- Collected data entries:
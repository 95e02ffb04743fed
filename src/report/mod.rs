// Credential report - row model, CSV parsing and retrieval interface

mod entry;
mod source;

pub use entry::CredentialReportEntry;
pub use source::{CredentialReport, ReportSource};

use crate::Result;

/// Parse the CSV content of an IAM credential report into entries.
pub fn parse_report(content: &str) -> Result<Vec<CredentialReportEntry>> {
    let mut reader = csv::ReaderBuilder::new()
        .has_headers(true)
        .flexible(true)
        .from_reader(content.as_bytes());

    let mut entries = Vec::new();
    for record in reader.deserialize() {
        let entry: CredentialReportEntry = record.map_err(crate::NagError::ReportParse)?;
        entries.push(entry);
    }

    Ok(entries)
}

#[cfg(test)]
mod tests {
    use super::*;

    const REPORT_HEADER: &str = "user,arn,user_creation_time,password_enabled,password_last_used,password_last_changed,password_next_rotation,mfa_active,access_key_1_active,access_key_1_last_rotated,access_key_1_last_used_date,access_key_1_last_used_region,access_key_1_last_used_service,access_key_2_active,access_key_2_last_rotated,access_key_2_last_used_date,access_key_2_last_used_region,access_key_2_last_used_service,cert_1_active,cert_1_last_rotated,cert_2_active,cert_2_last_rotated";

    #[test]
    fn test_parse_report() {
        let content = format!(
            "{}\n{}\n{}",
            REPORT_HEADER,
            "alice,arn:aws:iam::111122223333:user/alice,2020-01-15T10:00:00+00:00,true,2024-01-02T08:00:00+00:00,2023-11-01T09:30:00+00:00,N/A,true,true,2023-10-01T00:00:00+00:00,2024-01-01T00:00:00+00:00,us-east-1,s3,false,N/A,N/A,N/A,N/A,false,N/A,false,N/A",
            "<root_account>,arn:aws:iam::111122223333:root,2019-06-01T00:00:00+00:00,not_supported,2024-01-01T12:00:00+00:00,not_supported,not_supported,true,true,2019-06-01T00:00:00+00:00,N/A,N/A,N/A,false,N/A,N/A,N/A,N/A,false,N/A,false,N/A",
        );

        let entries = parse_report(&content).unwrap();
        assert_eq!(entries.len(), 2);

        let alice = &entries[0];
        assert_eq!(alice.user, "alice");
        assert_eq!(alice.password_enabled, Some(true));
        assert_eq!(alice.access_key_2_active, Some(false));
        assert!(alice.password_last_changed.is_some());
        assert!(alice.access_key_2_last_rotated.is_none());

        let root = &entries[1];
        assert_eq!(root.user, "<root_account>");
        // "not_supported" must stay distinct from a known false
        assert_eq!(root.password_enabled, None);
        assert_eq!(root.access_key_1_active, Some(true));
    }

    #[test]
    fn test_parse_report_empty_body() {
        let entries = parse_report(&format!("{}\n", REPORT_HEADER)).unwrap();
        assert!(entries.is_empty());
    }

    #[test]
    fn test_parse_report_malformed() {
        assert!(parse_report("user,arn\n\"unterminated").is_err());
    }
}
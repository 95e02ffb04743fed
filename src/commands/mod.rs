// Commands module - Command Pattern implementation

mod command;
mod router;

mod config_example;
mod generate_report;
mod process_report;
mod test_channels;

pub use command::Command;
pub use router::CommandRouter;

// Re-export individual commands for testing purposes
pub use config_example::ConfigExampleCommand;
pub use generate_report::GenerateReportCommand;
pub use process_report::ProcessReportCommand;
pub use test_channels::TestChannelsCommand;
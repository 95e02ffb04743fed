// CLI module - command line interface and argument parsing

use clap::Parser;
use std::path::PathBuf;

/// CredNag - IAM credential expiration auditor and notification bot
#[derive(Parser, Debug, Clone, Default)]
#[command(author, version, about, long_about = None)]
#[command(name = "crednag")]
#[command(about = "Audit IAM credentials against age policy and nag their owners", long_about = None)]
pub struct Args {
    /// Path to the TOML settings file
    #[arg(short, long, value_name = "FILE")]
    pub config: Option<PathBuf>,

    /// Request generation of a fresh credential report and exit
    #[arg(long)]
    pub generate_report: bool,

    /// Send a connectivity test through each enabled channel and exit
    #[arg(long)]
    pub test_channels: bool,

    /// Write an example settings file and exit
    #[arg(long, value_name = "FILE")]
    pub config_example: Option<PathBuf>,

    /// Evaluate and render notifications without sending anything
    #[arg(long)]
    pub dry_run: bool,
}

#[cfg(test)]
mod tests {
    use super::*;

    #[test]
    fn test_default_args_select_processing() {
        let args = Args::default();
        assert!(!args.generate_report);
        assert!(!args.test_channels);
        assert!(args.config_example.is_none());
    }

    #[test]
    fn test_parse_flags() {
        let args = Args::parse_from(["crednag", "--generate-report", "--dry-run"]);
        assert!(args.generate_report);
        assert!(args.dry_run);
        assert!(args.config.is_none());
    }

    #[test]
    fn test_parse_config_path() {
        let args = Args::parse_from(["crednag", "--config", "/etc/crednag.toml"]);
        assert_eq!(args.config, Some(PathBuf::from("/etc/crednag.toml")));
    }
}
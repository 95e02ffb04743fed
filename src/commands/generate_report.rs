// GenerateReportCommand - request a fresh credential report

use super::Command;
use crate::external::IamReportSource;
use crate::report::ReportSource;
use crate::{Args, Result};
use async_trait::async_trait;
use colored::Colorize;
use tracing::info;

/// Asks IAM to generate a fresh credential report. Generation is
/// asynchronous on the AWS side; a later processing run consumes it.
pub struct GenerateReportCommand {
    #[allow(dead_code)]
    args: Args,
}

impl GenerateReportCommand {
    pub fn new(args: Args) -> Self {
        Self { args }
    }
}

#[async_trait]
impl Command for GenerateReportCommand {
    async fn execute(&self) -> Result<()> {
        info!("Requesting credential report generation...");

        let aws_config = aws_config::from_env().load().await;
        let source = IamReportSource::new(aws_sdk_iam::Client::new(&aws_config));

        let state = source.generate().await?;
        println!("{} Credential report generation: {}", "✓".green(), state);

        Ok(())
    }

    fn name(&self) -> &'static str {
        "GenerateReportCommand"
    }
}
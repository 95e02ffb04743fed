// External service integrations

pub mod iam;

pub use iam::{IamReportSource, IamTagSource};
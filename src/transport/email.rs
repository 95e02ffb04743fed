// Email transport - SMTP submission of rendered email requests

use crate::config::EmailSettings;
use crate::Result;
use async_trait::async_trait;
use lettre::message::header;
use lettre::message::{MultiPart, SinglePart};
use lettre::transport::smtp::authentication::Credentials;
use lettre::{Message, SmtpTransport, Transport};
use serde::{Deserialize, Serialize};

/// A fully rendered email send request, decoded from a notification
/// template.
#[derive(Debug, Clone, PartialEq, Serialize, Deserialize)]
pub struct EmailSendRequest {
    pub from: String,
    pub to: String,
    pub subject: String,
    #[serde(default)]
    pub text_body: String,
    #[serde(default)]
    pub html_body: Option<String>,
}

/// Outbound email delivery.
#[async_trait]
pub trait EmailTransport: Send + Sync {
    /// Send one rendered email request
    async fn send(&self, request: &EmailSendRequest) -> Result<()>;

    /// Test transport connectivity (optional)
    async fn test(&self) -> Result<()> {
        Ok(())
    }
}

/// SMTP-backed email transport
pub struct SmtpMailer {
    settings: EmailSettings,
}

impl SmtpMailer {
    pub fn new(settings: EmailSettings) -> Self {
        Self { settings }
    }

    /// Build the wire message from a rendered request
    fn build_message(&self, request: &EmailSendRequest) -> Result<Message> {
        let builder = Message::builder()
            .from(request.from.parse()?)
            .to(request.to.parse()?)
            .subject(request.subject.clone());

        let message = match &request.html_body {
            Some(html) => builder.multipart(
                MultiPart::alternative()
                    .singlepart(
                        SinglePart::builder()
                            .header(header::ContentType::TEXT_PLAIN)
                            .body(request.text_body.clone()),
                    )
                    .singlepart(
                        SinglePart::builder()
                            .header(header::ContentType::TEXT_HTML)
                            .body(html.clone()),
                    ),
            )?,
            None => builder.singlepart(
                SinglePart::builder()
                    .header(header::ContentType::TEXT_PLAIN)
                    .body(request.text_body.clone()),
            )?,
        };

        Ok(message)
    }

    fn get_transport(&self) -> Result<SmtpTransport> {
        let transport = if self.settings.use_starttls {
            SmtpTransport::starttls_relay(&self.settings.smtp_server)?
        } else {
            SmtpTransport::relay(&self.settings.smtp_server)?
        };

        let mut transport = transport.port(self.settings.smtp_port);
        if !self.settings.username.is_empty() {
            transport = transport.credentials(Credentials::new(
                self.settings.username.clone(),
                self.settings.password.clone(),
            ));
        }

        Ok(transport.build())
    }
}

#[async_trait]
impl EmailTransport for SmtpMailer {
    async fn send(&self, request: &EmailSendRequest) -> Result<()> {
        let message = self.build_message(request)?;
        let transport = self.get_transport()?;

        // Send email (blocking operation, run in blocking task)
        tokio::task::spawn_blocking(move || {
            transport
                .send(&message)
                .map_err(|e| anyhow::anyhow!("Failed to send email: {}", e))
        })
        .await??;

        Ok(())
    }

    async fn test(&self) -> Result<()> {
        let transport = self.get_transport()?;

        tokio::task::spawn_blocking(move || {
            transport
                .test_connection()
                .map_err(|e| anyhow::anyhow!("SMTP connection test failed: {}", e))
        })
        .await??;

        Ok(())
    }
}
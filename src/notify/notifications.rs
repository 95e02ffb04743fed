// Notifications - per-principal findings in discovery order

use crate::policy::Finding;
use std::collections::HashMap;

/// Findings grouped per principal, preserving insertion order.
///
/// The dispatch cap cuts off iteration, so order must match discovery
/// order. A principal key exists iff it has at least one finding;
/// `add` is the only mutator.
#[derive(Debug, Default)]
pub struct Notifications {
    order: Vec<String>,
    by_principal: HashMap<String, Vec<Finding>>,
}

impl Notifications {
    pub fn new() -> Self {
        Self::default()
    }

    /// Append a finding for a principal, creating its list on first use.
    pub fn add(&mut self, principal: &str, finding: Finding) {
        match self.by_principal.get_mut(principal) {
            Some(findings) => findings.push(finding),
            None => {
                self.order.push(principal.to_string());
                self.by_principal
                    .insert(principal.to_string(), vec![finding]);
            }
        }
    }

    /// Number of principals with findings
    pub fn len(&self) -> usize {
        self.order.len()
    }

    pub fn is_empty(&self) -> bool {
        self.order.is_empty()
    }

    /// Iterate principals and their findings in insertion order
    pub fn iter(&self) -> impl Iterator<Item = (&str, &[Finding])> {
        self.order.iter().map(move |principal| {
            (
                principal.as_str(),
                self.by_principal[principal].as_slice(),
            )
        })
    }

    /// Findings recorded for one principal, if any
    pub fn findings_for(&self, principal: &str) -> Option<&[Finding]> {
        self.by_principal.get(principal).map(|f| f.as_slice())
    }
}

---

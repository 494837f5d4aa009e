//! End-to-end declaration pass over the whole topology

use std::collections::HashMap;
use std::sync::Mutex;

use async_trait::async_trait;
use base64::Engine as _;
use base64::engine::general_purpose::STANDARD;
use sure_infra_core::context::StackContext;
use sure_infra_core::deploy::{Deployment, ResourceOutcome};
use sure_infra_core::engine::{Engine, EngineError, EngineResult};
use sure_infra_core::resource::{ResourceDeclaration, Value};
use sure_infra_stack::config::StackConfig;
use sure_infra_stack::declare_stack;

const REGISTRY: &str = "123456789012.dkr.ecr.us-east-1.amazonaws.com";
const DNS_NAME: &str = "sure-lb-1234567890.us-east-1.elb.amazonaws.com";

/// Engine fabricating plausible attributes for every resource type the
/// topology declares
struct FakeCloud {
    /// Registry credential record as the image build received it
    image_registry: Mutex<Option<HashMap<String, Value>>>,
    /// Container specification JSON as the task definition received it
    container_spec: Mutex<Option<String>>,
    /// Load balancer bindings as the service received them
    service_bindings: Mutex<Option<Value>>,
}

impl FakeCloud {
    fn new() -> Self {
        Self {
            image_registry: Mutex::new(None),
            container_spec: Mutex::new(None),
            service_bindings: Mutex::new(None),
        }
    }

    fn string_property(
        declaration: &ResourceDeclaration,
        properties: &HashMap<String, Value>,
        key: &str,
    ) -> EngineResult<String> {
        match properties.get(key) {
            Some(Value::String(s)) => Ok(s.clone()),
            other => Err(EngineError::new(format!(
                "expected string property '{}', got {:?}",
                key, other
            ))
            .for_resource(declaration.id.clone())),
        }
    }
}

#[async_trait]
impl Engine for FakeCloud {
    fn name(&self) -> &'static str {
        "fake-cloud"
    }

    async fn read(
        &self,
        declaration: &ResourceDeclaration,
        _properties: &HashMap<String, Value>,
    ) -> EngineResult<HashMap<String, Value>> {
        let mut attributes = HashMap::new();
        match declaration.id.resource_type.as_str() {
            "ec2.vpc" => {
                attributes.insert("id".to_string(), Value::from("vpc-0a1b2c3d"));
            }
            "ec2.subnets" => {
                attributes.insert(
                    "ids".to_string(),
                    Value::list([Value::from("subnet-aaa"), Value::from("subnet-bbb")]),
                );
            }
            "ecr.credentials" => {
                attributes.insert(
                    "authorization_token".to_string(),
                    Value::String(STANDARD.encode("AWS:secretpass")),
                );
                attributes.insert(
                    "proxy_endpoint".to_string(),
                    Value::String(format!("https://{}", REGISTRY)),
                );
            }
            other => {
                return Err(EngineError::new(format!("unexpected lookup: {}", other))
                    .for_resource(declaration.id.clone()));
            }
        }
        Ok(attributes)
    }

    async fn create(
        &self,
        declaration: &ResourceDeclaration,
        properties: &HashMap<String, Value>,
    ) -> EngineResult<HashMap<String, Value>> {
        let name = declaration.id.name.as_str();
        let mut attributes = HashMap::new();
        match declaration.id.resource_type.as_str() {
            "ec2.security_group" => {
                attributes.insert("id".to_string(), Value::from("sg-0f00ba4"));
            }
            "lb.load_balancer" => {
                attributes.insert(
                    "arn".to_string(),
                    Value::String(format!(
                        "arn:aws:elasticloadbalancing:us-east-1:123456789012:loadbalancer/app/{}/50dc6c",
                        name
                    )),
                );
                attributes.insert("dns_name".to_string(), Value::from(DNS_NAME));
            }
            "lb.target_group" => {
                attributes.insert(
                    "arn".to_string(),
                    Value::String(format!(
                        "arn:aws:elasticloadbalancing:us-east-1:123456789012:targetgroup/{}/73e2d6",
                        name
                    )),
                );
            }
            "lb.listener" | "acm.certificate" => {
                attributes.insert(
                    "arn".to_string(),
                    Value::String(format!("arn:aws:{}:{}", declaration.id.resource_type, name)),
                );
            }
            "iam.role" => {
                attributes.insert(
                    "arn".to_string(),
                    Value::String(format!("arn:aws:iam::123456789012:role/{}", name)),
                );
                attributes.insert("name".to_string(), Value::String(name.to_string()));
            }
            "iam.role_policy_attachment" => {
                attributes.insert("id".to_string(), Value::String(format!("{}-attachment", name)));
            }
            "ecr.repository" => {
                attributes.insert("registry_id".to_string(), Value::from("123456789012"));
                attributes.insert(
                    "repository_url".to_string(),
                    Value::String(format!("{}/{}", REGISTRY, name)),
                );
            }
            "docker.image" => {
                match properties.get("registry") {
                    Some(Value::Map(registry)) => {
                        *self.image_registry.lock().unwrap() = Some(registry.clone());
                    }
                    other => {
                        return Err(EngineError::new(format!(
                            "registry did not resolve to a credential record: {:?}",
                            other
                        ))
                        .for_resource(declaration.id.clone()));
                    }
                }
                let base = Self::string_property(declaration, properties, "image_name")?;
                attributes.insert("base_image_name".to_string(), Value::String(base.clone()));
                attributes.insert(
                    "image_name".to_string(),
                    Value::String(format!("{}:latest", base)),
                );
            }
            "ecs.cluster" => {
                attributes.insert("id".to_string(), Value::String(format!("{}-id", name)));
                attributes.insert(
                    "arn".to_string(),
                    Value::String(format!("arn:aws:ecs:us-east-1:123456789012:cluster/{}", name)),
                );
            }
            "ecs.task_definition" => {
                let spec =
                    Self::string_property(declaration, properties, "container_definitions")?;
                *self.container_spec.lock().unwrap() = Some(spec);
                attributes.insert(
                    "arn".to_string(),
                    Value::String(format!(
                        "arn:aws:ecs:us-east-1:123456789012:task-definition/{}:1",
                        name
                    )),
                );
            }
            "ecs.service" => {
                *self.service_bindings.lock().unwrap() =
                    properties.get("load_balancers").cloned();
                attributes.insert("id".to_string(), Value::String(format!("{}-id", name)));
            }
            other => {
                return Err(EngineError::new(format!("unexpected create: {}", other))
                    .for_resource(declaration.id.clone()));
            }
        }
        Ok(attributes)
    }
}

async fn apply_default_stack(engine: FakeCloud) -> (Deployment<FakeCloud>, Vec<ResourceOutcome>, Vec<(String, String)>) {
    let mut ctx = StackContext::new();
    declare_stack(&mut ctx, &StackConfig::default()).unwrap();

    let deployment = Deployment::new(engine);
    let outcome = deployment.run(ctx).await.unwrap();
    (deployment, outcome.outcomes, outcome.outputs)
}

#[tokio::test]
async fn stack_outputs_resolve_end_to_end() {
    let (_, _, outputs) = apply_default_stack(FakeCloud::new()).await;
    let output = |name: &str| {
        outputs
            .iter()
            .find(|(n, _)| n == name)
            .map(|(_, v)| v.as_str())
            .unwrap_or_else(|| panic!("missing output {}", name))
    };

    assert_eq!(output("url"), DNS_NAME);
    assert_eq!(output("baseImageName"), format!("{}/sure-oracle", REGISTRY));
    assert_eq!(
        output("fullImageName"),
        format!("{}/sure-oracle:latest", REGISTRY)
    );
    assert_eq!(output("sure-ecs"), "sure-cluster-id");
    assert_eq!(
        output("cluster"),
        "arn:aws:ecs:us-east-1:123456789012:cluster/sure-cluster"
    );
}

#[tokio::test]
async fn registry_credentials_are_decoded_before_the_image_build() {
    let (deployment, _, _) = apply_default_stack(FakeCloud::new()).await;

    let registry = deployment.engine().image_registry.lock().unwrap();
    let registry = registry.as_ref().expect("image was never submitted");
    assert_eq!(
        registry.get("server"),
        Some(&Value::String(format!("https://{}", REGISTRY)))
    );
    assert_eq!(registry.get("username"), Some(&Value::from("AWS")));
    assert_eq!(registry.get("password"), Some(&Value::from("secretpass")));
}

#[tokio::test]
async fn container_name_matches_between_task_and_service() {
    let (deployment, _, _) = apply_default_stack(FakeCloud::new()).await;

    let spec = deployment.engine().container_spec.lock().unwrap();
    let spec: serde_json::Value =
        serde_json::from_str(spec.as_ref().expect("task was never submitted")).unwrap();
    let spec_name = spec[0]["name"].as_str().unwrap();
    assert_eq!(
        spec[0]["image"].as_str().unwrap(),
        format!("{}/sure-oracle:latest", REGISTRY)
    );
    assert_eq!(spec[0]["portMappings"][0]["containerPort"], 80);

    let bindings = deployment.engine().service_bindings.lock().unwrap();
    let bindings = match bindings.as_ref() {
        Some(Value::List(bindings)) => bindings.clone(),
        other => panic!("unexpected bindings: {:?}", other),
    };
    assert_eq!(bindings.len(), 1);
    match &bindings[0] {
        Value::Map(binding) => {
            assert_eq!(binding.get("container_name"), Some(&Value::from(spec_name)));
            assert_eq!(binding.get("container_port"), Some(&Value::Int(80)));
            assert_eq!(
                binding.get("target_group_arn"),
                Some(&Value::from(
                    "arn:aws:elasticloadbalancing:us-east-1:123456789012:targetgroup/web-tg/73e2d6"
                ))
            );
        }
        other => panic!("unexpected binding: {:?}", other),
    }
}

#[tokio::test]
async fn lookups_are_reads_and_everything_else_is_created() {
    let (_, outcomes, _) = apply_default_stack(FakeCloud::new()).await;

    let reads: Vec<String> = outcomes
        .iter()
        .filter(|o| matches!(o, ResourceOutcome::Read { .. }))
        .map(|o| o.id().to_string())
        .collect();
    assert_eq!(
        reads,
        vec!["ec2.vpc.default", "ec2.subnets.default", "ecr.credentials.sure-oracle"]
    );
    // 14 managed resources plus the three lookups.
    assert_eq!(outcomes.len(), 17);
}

==

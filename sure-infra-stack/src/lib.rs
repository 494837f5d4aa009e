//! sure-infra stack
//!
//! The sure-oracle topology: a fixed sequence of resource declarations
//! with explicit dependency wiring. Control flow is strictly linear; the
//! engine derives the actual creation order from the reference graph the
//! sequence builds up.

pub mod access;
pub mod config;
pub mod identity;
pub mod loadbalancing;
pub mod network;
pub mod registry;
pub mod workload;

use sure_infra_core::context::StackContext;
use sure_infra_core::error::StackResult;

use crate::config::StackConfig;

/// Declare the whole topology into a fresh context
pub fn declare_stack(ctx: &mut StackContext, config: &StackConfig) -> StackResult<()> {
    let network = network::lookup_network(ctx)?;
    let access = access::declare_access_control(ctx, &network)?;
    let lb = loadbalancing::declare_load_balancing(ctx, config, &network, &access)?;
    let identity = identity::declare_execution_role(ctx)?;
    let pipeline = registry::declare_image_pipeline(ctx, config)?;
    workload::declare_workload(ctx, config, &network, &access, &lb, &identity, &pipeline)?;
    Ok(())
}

- What the exercise asks:
Please work out how many lines of the data include the string "about" and reply with the number alone.

- Written answer:
2